Loe agrees: “We will see a lot of focus on security for the next five years.” He argues that it will be vital to think about the security of the full lifecycle of the product and how it can be put into practice. “Both technical solutions and ease of implementation are important.”
Ogawa says security awareness spans chips, firmware and application software, not just locally but in the cloud. Furthermore, programmability is a key requirement for effective deployment. “There are three properties of a secure embedded design: policy, cryptography and secure asset protection. Policies are user-defined, so you need a programmable solution to support them.”

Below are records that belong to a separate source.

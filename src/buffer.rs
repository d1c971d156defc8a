//! Storage for system-exclusive messages.
//!
//! The decoder never allocates on its own: sysex payloads are accumulated into a caller-supplied
//! [`Buffer`](trait.Buffer.html), and the capacity of that buffer is the largest sysex message
//! the decoder will deliver.
//!
//! Three buffer flavors are provided:
//!
//! - [`SliceBuffer`](struct.SliceBuffer.html) borrows storage the caller already owns, such as a
//!     static array on an embedded target.
//! - [`HeapBuffer`](struct.HeapBuffer.html) owns a fixed-capacity heap allocation (requires the
//!     `alloc` feature).
//! - [`stack_buffer!`](../macro.stack_buffer.html) defines an inline array buffer type.

use crate::prelude::*;

/// The buffer has no room left for another byte.
#[derive(Copy, Clone, PartialEq, Eq, Debug, Hash)]
pub struct BufferFull;

/// Describes types that can be used as sysex buffers for the [`Decoder`](../struct.Decoder.html)
/// type.
///
/// Buffers have a fixed capacity: once `capacity()` bytes are stored, `push` must fail without
/// modifying the stored bytes.
pub trait Buffer {
    /// Append a single byte, or fail if the buffer is full.
    fn push(&mut self, byte: u8) -> core::result::Result<(), BufferFull>;
    /// Forget all stored bytes. The capacity does not change.
    fn clear(&mut self);
    /// The bytes stored since the last `clear`.
    fn as_slice(&self) -> &[u8];
    /// The maximum amount of bytes this buffer can hold.
    fn capacity(&self) -> usize;
}

impl<B: Buffer + ?Sized> Buffer for &mut B {
    #[inline]
    fn push(&mut self, byte: u8) -> core::result::Result<(), BufferFull> {
        (**self).push(byte)
    }
    #[inline]
    fn clear(&mut self) {
        (**self).clear()
    }
    #[inline]
    fn as_slice(&self) -> &[u8] {
        (**self).as_slice()
    }
    #[inline]
    fn capacity(&self) -> usize {
        (**self).capacity()
    }
}

fn fmt_hex(name: &str, data: &[u8], f: &mut fmt::Formatter) -> fmt::Result {
    write!(f, "{}[", name)?;
    for databyte in data.iter() {
        write!(f, "{:02x}", databyte)?;
    }
    write!(f, "]")
}

/// A buffer backed by a caller-owned byte slice.
///
/// The capacity is the length of the slice.
pub struct SliceBuffer<'a> {
    buf: &'a mut [u8],
    len: usize,
}
impl<'a> SliceBuffer<'a> {
    /// Use the given storage for sysex data.
    /// Any previous contents of the slice are ignored and will be overwritten.
    #[inline]
    pub fn new(storage: &'a mut [u8]) -> SliceBuffer<'a> {
        SliceBuffer {
            buf: storage,
            len: 0,
        }
    }

    /// Give the storage back to the caller.
    #[inline]
    pub fn into_inner(self) -> &'a mut [u8] {
        self.buf
    }
}
impl Buffer for SliceBuffer<'_> {
    #[inline]
    fn push(&mut self, byte: u8) -> core::result::Result<(), BufferFull> {
        let slot = self.buf.get_mut(self.len).ok_or(BufferFull)?;
        *slot = byte;
        self.len += 1;
        Ok(())
    }
    #[inline]
    fn clear(&mut self) {
        self.len = 0;
    }
    #[inline]
    fn as_slice(&self) -> &[u8] {
        &self.buf[..self.len]
    }
    #[inline]
    fn capacity(&self) -> usize {
        self.buf.len()
    }
}
impl fmt::Debug for SliceBuffer<'_> {
    fn fmt(&self, f: &mut fmt::Formatter) -> fmt::Result {
        fmt_hex("SliceBuffer", self.as_slice(), f)
    }
}

/// A heap-allocated buffer with a fixed maximum capacity.
///
/// Memory is reserved upfront, so pushing never reallocates.
///
/// This type is only available with the `alloc` feature enabled.
#[cfg(feature = "alloc")]
#[derive(Clone, Hash, PartialEq, Eq)]
pub struct HeapBuffer {
    buf: Vec<u8>,
    cap: usize,
}
#[cfg(feature = "alloc")]
impl HeapBuffer {
    /// A reasonable default for live MIDI, large enough for most patch dumps.
    pub const DEFAULT_CAPACITY: usize = 64 * 1024;

    /// Create a buffer that holds at most `cap` bytes.
    #[inline]
    pub fn with_capacity(cap: usize) -> HeapBuffer {
        HeapBuffer {
            buf: Vec::with_capacity(cap),
            cap,
        }
    }
}
#[cfg(feature = "alloc")]
impl Default for HeapBuffer {
    #[inline]
    fn default() -> HeapBuffer {
        HeapBuffer::with_capacity(Self::DEFAULT_CAPACITY)
    }
}
#[cfg(feature = "alloc")]
impl Buffer for HeapBuffer {
    #[inline]
    fn push(&mut self, byte: u8) -> core::result::Result<(), BufferFull> {
        if self.buf.len() >= self.cap {
            Err(BufferFull)
        } else {
            self.buf.push(byte);
            Ok(())
        }
    }
    #[inline]
    fn clear(&mut self) {
        self.buf.clear()
    }
    #[inline]
    fn as_slice(&self) -> &[u8] {
        &self.buf[..]
    }
    #[inline]
    fn capacity(&self) -> usize {
        self.cap
    }
}
#[cfg(feature = "alloc")]
impl fmt::Debug for HeapBuffer {
    fn fmt(&self, f: &mut fmt::Formatter) -> fmt::Result {
        fmt_hex("HeapBuffer", self.as_slice(), f)
    }
}

/// Define a stack buffer type, suitable for use with [`Decoder`](struct.Decoder.html).
///
/// # Usage
///
/// The `stack_buffer!` macro defines a buffer type, which can later be instantiated for use with
/// a `Decoder`.
///
/// ```rust
/// midirx::stack_buffer! {
///     struct MyBuffer([u8; 512]);
/// }
///
/// let decoder = midirx::Decoder::new(MyBuffer::new(), ()).unwrap();
/// assert_eq!(decoder.capacity(), 512);
/// ```
///
/// Buffers can have attributes, documentation, and be made `pub`lic.
///
/// ```rust
/// midirx::stack_buffer! {
///     /// A very small buffer.
///     #[repr(C)]
///     pub struct TinyBuffer([u8; 16]);
/// }
///
/// use midirx::Buffer;
/// let mut buf = TinyBuffer::default();
/// buf.push(0x41).unwrap();
/// assert_eq!(buf.as_slice(), &[0x41]);
/// ```
#[macro_export]
macro_rules! stack_buffer {
    {
        @impl_def {$($attr:meta)*} {$($pub:ident)?} {$name:ident} {$size:expr}
    } => {
        $(#[$attr])*
        #[derive(Clone)]
        $($pub)? struct $name {
            buf: [u8; $size],
            len: usize,
        }
        impl core::fmt::Debug for $name {
            fn fmt(&self, f: &mut core::fmt::Formatter) -> core::fmt::Result {
                write!(f, concat!(stringify!($name), "["))?;
                for databyte in self.buf[..self.len].iter() {
                    write!(f, "{:02x}", databyte)?;
                }
                write!(f, "]")
            }
        }
        impl $name {
            pub const MAX_CAP: usize = $size;
            #[inline]
            $($pub)? const fn new() -> $name {
                $name {
                    buf: [0; $size],
                    len: 0,
                }
            }
        }
        impl core::default::Default for $name {
            #[inline]
            fn default() -> $name {
                Self::new()
            }
        }
        impl $crate::Buffer for $name {
            #[inline]
            fn push(&mut self, byte: u8) -> core::result::Result<(), $crate::BufferFull> {
                if self.len >= Self::MAX_CAP {
                    Err($crate::BufferFull)
                } else {
                    self.buf[self.len] = byte;
                    self.len += 1;
                    Ok(())
                }
            }
            #[inline]
            fn clear(&mut self) {
                self.len = 0;
            }
            #[inline]
            fn as_slice(&self) -> &[u8] {
                &self.buf[..self.len]
            }
            #[inline]
            fn capacity(&self) -> usize {
                Self::MAX_CAP
            }
        }
    };
    {
        $(#[$attr:meta])*
        struct $name:ident([u8; $size:expr]);
    } => {
        $crate::stack_buffer!(@impl_def {$($attr)*} {} {$name} {$size});
    };
    {
        $(#[$attr:meta])*
        pub struct $name:ident([u8; $size:expr]);
    } => {
        $crate::stack_buffer!(@impl_def {$($attr)*} {pub} {$name} {$size});
    };
}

Sensors will also help support better security. “Many policies now rely on multiple-factor authentication, using a traditional secure asset like a certificate and a physical factor such as location, proximity or fingerprint,” Ogawa explains. Support from cryptographic accelerators will help ensure embedded devices have the performance to handle secure functions. But, overall, a holistic approach is needed. “If there were an easy way to assess the security of an IoT device and identify corrective actions that meet cost and performance requirements, that would be very valuable,” he notes.
Lees says standardisation will be important. “It’s an industry problem: individual manufacturers can’t do it alone. We also need certification.” With the greater level of capability being introduced to embedded devices, their energy use is potentially larger and definitely more complex. Speech processing, for example, needs to be stratified so that the processor-intensive AI code is not attempting to process silence or noise from home appliances.
Fernandez says: “It’s important to allow some level of power consciousness in these applications: you don’t want the main processor always on listening to everything. The ‘Alexa’ or ‘Ok Google’ commands tend to be recognised by low-power, lower-performance processors, the TI MSP432 for example, which allows all other processors to stay off to save power.”
Lees says: “Today low power is an intrinsic: a must-have. But you also have a spectrum of performance targets. Each of them has a stratum of low power to achieve. We use design techniques across all families to get the right balance.” The focus on low-power design will enable the creation of devices that use energy harvesting from the environment to supply all the power they need, Lees adds. These systems will use fine-grained power sequencing to ensure they consume no more than the absolute minimum needed at any time to complete their tasks.
The greater complexity of processing inside the embedded devices of the future need not translate into more difficulty for the developer. Suppliers are keen to expand their user base through simpler programming. “I’d like to offer tools that would allow anybody to use and program our products without the need to learn a computer language such as C or C++,” Vera says.
Henry Wiechman, director of embedded processor software marketing and strategy at TI, says manufacturers are making it easier to develop code by harnessing the power of the cloud. This avoids the need to buy licences, install software on local computers and perform lengthy setups. Instead, developers can simply call on services running in the cloud. “We are already seeing more and more development in the cloud. Cloud-based development will allow teams to innovate more quickly as a result of better collaboration,” Wiechman claims.
Easier access to development, coupled with more capable hardware and AI algorithms, will open up markets, Loe concludes: “We’ve not scratched the surface of what’s possible. In the next ten years we will see things that we can’t yet imagine. We see so much potential: more convenience and value for consumers, and return on investment for industrial applications.”